One by one, they told their stories in
Linden.
Billy Ray Johnson, a 44-year-old Black man with the mind of a 7- or 12-year-old
child, was not there. Two years earlier he was beaten nearly to death out in
Linden
and couldn’t be there that day.
Since Billy Ray could no longer speak up for himself, his true friends were
speaking up for him now. That didn’t happen at the trial of Cory Hicks, Dallas
Stone, John Wesley Owens and Christopher Amox. Those four men, who claim they
were Johnson’s friends, were charged and convicted in May of Billy Ray’s
assault.
These four “good ole’ boys” got off only with probation for their roles in the
assault on Billy Ray Johnson. An all-White Linden jury recommended suspended
sentences and probation as punishment.
“We didn’t deem it necessary to put him in the county jail for a year,” said
jury foreman Michael Spencer of Amox after the four men were sentenced to at
least 30 days in the county jail; Hicks, the town jailer, received the worse
punishment of the four men – which was only 60 days in jail. He was terminated
from his position according to published reports.
As has been said, in
Linden,
just about anything can happen to a Black person and no one will blink an eye.
Depending on who tells the story, Johnson’s beating was not a hate crime. It was
just “…a very unfortunate and senseless thing…” as Linden’s former mayor,
Wilford Penny, said in a Chicago Tribune article last month.
“But I don’t think there was anything racial about it,” Penny told the Tribune.
“These guys were drinking, and this guy [Johnson] liked to dance. I’m not
surprised when they get to drinking and use the n-word.
“The Black boy was somewhere he shouldn’t have been, although they brought him
out there.”
Today Johnson cannot dance.
He can’t even walk without assistance. And unlike the days before
Sept. 27, 2003,
the night he was beaten and left for dead, Billy Ray Johnson cannot do much of
anything for himself now.
Billy Ray cannot speak up for himself like he was once able to do. Billy Ray
gets frustrated now when people cannot understand him, too. Frustrated with his
own frustration, Billy Ray just lays in a bed at the nursing home where he lives
now and spends much of his waking moments staring at the ceiling now, friends
say.
When he feels like it, he looks at pictures of old cars he would one day like to
restore.
Like those old cars, Billy Ray would also like for someone to restore him.
And regardless of the good face some town residents want to put on, what
happened to Billy Ray Johnson that night may be what Linden, Texas is forever
known for, not “Music City Texas” as it says on one town Web site, and
definitely not a place that is “…rich for its cultural heritage...”

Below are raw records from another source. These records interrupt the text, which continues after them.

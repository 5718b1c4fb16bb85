//! Distribution API operations and their wire response bodies.

mod api;
mod response;

//--------------------------------------------------------------------------------------------------
// Exports
//--------------------------------------------------------------------------------------------------

pub use api::*;
pub use response::*;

Linden may forever be known as that place where anything can happen to a Black
person and no one will blink an eye.
On a hot day in a small country church off a blacktop gravel road in Linden, one
by one people who knew Billy Ray Johnson well came forward and testified to
members of the NAACP what they saw when they went to visit their friend in the
hospital after that night in the woods.
After days in the hospital, his clothes were covered in blood, they said, some
fresh, some dried. Some testified that a nurse on duty wise-cracked that one of
his bruises was not from being punched in the head, as some would assume, but
from Billy Ray falling after he had been admitted to the hospital, which
indicates a lack of care on the hospital’s art and an ignorance on the part of
the nurse who made the snide remark.
Billy Ray’s pillowcase was “soaked” in blood, they said. His hair was matted
with blood and dirt. Welts were all over parts of his body, welts from fire ants
that had feasted on him Sept. 27 for hours until he was “found” on a county
road.
“This was on the very last day when I went to see him,” said one woman. “I asked
why haven’t any tests been done on him. She said he was just there for
observation.” People continued to testify.

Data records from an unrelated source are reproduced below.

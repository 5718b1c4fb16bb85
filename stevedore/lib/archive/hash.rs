use std::{
    fs::File,
    io::{self, BufReader, BufWriter, Write},
    path::Path,
};

use flate2::{write::GzEncoder, Compression};
use sha2::{Digest, Sha256};

use crate::{oci::SHA256_PREFIX, StevedoreResult};

//--------------------------------------------------------------------------------------------------
// Types
//--------------------------------------------------------------------------------------------------

/// A writer that hashes everything passing through it, so digests come out
/// of a single streaming pass instead of a re-read.
#[derive(Debug)]
pub struct Sha256Writer<W: Write> {
    inner: W,
    hasher: Sha256,
    written: u64,
}

//--------------------------------------------------------------------------------------------------
// Methods
//--------------------------------------------------------------------------------------------------

impl<W: Write> Sha256Writer<W> {
    /// Wraps a writer.
    pub fn new(inner: W) -> Self {
        Self {
            inner,
            hasher: Sha256::new(),
            written: 0,
        }
    }

    /// Consumes the writer, returning the inner writer, the `sha256:<hex>`
    /// digest, and the number of bytes written.
    pub fn finalize(self) -> (W, String, u64) {
        let digest = format!("{}{}", SHA256_PREFIX, hex::encode(self.hasher.finalize()));
        (self.inner, digest, self.written)
    }
}

//--------------------------------------------------------------------------------------------------
// Trait Implementations
//--------------------------------------------------------------------------------------------------

impl<W: Write> Write for Sha256Writer<W> {
    fn write(&mut self, buf: &[u8]) -> io::Result<usize> {
        let n = self.inner.write(buf)?;
        self.hasher.update(&buf[..n]);
        self.written += n as u64;
        Ok(n)
    }

    fn flush(&mut self) -> io::Result<()> {
        self.inner.flush()
    }
}

//--------------------------------------------------------------------------------------------------
// Functions
//--------------------------------------------------------------------------------------------------

/// Gzip-compresses `src` into `dst`, returning the digest and size of the
/// compressed output. Raw docker-save layers go through this before upload,
/// since the registry addresses the compressed bytes.
pub fn gz_compress(src: &Path, dst: &Path) -> StevedoreResult<(String, u64)> {
    let mut reader = BufReader::new(File::open(src)?);
    let writer = Sha256Writer::new(BufWriter::new(File::create(dst)?));
    let mut encoder = GzEncoder::new(writer, Compression::default());

    io::copy(&mut reader, &mut encoder)?;
    let writer = encoder.finish()?;
    let (mut inner, digest, size) = writer.finalize();
    inner.flush()?;

    Ok((digest, size))
}

//--------------------------------------------------------------------------------------------------
// Tests
//--------------------------------------------------------------------------------------------------

#[cfg(test)]
mod tests {
    use std::io::Read;

    use flate2::read::GzDecoder;

    use super::*;

    #[test]
    fn test_sha256_writer_known_vector() {
        let mut writer = Sha256Writer::new(Vec::new());
        writer.write_all(b"hello").unwrap();
        let (inner, digest, written) = writer.finalize();
        assert_eq!(inner, b"hello");
        assert_eq!(written, 5);
        assert_eq!(
            digest,
            "sha256:2cf24dba5fb0a30e26e83b2ac5b9e29e1b161e5c1fa7425e73043362938b9824"
        );
    }

    #[test]
    fn test_gz_compress_digest_covers_compressed_bytes() {
        let dir = tempfile::tempdir().unwrap();
        let src = dir.path().join("layer.tar");
        let dst = dir.path().join("layer.tar.gz");
        std::fs::write(&src, b"raw layer contents").unwrap();

        let (digest, size) = gz_compress(&src, &dst).unwrap();

        let compressed = std::fs::read(&dst).unwrap();
        assert_eq!(size, compressed.len() as u64);

        let mut hasher = Sha256::new();
        hasher.update(&compressed);
        assert_eq!(
            digest,
            format!("{}{}", SHA256_PREFIX, hex::encode(hasher.finalize()))
        );

        let mut decoded = Vec::new();
        GzDecoder::new(&compressed[..])
            .read_to_end(&mut decoded)
            .unwrap();
        assert_eq!(decoded, b"raw layer contents");
    }
}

Billy Ray wasn’t even in a hospital room, they said. At one point, they put him
behind a set of double doors close to the nurse’s station. In the room, they
said they could see no IVs, monitors or signs that Billy Ray was being taken
care of. They said that after questioning doctors or nurses about Billy Ray’s
condition and his treatment they would be questioned about asking questions.
“Are you his family?” People would snap back at them before being “asked” to
leave.
“Did you want to leave?” Texas NAACP Branch President Gary Bledsoe asked one
woman who responded that no, she did not want to leave and only wanted to know
how Billy Ray was doing. “Then you left involuntarily,” he informed her.

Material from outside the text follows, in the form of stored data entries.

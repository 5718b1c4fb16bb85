use thiserror::Error;

use crate::http::ErrorResponse;

//--------------------------------------------------------------------------------------------------
// Types
//--------------------------------------------------------------------------------------------------

/// The result of a stevedore-related operation.
pub type StevedoreResult<T> = Result<T, StevedoreError>;

/// An error that occurred while moving image content between archives and registries.
#[derive(Debug, Error)]
pub enum StevedoreError {
    /// An image reference string (or a digest inside one) could not be parsed.
    #[error("invalid image reference: {0}")]
    Reference(String),

    /// A tar archive carried neither a docker-save manifest nor an OCI index.
    #[error("unsupported archive format: {0}")]
    UnsupportedFormat(String),

    /// A tar archive was readable but inconsistent (truncated entry, missing referenced file).
    #[error("archive error: {0}")]
    Archive(String),

    /// A structured error body returned by the registry.
    #[error(transparent)]
    Registry(#[from] ErrorResponse),

    /// A non-2xx response without a decodable registry error body.
    #[error("http status error: {0}")]
    HttpStatus(u16),

    /// No usable credential or bearer token could be obtained.
    #[error("unauthorized: {0}")]
    Auth(String),

    /// A blob existence check failed right after an apparently successful upload.
    #[error("blob missing after upload: {0}")]
    UploadVerification(String),

    /// Downloaded bytes did not hash to the digest the manifest declared.
    #[error("digest mismatch: expected {expected}, got {actual}")]
    DigestMismatch {
        /// The digest the manifest or caller declared.
        expected: String,
        /// The digest computed over the received bytes.
        actual: String,
    },

    /// The redirect-follow limit was exhausted without a terminal response.
    #[error("url redirected too many times: {0}")]
    TooManyRedirects(String),

    /// A redirect or upload-session response was missing its `Location` header.
    #[error("location not found in headers")]
    MissingLocation,

    /// Neither https nor http produced any response from the registry endpoint.
    #[error("no response from the registry at {0}")]
    SchemeProbe(String),

    /// An internal lock was poisoned by a panicking thread.
    #[error("internal lock poisoned")]
    LockPoisoned,

    /// An I/O error.
    #[error("io error: {0}")]
    Io(#[from] std::io::Error),

    /// An error that occurred during an HTTP request.
    #[error("http request error: {0}")]
    HttpRequest(#[from] reqwest::Error),

    /// An error that occurred during an HTTP middleware operation.
    #[error("http middleware error: {0}")]
    HttpMiddleware(#[from] reqwest_middleware::Error),

    /// A JSON (de)serialization error.
    #[error("json error: {0}")]
    Json(#[from] serde_json::Error),

    /// An error that occurred when a join handle returned an error.
    #[error("join error: {0}")]
    Join(#[from] tokio::task::JoinError),
}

Hour after hour, people who knew Billy Ray Johnson came forth at the town hall
meeting. They told these investigators what an all-White jury, a White judge and
a small, East
Texas
town had not publicly heard before.
Billy Ray Johnson was led into a blue Dodge pickup truck by five White men (not
four) and there were others involved in that “pasture party,” said a woman who
saw the men coerce Johnson into their truck followed by another vehicle with
young women in it.
Asked by Bledsoe to show these investigators how Johnson was led into the truck,
the woman had one man place his arm around her shoulder. As she had seen, she
directed the other four men to stand in a half-circle around Johnson, leaving
him no exit save for the door of their vehicle.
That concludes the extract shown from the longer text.